The Dickens Mirror Page 32


  God! A scream boiled at the back of Rima’s throat. A large swath of the girl’s scalp drooped free of the skull, like the corner of a sheet from an unmade bed, to curl over what remained of her left ear. What hair was left, that which hadn’t fallen out in clumps to nest on her shoulders, dragged in long gray clots. Rust-red purge fluid streamed from the woman’s nostrils to coat her neck and chest. Bulging green vessels, filled with dead blood, wormed under her translucent skin. The wicked stripe of a blue-black bruise snugged her neck like a satin choker.

  It’s the girl who hung herself. Bode put our food in her sack. But she can’t be this rotted. At most, she’s been dead only a day, not a week or month. This was the work of the fog: not simply reanimating the dead but giving them the nightmare visages Rima had imagined.

  The girl was pushing her way out of the sack now, jamming it down around her hips as if stepping out of a dress. The girl’s belly hung, the muscles that should moor skin to bone slack, and the guts inside bloated with gas.

  Rima’s eyes danced away. On the snow, other sacks were ripping as the dead pulled themselves free. She watched as one old man, flesh sagging from his jaws to reveal the scattered brown pegs of rotted teeth, turned them a single baleful, milky-white eye. The other socket dripped a mucuslike jelly, and when the old man scraped his fingers over his cheek, his entire face suddenly peeled away in a sodden flap. Groaning, the old man discarded his face, letting it plop to the snow like a soiled kerchief not worth washing. Where his nose had been were only two vertical tear-shaped slits. Dangling scraps of shredded, putrefying muscle bearded his lower jaw. His belly was also heavy with bloat.

  “I got the pike and a penknife.” Tony’s voice was shaky, far away. “Rima … Rima, look at me!”

  “Y-yes?” Her neck was stiff as a rusted hinge. “What?”

  Tony’s eyes were intent. “Take my chopper. Careful; just sharpened it. And I’m sorry, but you’ll have to move out. Go to my left, and remember, short chops. Only got the one edge, and you don’t have a lot of reach, so you’ll have to wait until they’re close. Don’t swing so wild it pulls you around and off-balance, all right?”

  “What?” It was as if he spoke in a foreign tongue. Her mind didn’t want to understand. “I don’t …”

  “Damme!” Hefting his pike, Tony flashed an angry look. “Rima, do what I say. Emma? Move away to my right. If I swing, I don’t want to risk hitting you. Listen to me, both of you: you get a chance, you see an opening, you run.”

  “Where?” Emma’s voice was quaking. “There’s nowhere to g-go.”

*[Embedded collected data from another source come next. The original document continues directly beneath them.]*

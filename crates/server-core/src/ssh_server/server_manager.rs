use std::{net::SocketAddr, sync::Arc};

use tracing::{info, warn};

use super::handler::{ServerHandler, display_addr};
use crate::{authz::ConfigDirectory, proxy::ProxyContext};

/// Factory invoked by russh whenever a client connects.
pub(super) struct ServerManager {
    ctx: Arc<ProxyContext>,
    directory: Arc<ConfigDirectory>,
}

impl ServerManager {
    pub(super) fn new(ctx: Arc<ProxyContext>, directory: Arc<ConfigDirectory>) -> Self {
        Self { ctx, directory }
    }
}

impl russh::server::Server for ServerManager {
    type Handler = ServerHandler;

    fn new_client(&mut self, addr: Option<SocketAddr>) -> Self::Handler {
        info!(peer = %display_addr(addr), "client connected");
        ServerHandler::new(addr, self.ctx.clone(), self.directory.clone())
    }

    fn handle_session_error(&mut self, error: <Self::Handler as russh::server::Handler>::Error) {
        warn!(?error, "server session ended with error");
    }
}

  “Unless the fog lets you through. It did once before.”

  “It won’t, not now.” Emma sounded both angry and scared. “She’s here. I don’t understand. She wanted me before. Why not just take me now and stop this?”

  A good question. Maybe she wants to see what will happen. Or perhaps the woman would enjoy watching them being torn to bits. Makes no sense. Rima slid the chopper from Tony’s hip sheath. The blade was much more knife than she was used to, and heavy. She gripped the chopper’s bone hilt until her knuckles whitened. Why torture us? There had to be another game here, something she didn’t know yet.

  “Tony,” she said, moving to flank him on the left, “how do you kill something that’s already dead?”

  “I don’t think you can.”

  “Chop off their heads.” Tears were streaming down Emma’s face, but the girl choked up on her pike. “Shoot them in the brains, or burn them. It works in books and on TV.”

  “Pity, chuckaboo, but this is real life, and I could use some ideas,” Tony said. “Not going to stop me trying … Oh God.” His skin went pale as glass. “Rima, look at their bellies. Look at all their bellies.”

  And so many of them. There were twenty in all—easily twice what they’d actually gathered on their rounds, as if the fog wasn’t content with only bringing these monstrosities to life but wished to stack the odds against them. Most of the bodies were more or less intact, though some were in much worse shape. The stomach of each and every one of the dead bulged, but she now saw that instead of bloat, their tented skin heaved and rolled. In a way, it was as if they’d knotted the sack of something undead around their waists.

  Her mouth dried up. Behind, not more than ten feet away, the fog’s fizz and crackle seemed to grow louder, as if an excited and eager crowd was elbowing its way closer to the edges of a boxing ring—all the better to see.

  Kicking their way free of the sacks, the dead—the girl who’d hung herself, that old man, a woman with fair hair who might even have been pretty once—began coming. When they moved, bits and pieces shed and fell: flaps of skin, tangled knots of hair, an ear, half a nose. But the dead didn’t seem to care. They kept coming, and fast, puffs of ice rising like the steam of coal-fired engines as they kicked across the snow. As they ran, their heaving, writhing bellies bobbed and bounced. Those stomachs were so heavy, they ought to have burst.

  But Rima thought that would happen only when these reanimated dead were closer. One would’ve done, too, but whatever was in charge here—the fog itself or only the woman with the purple eyes—was evidently leaving nothing to chance.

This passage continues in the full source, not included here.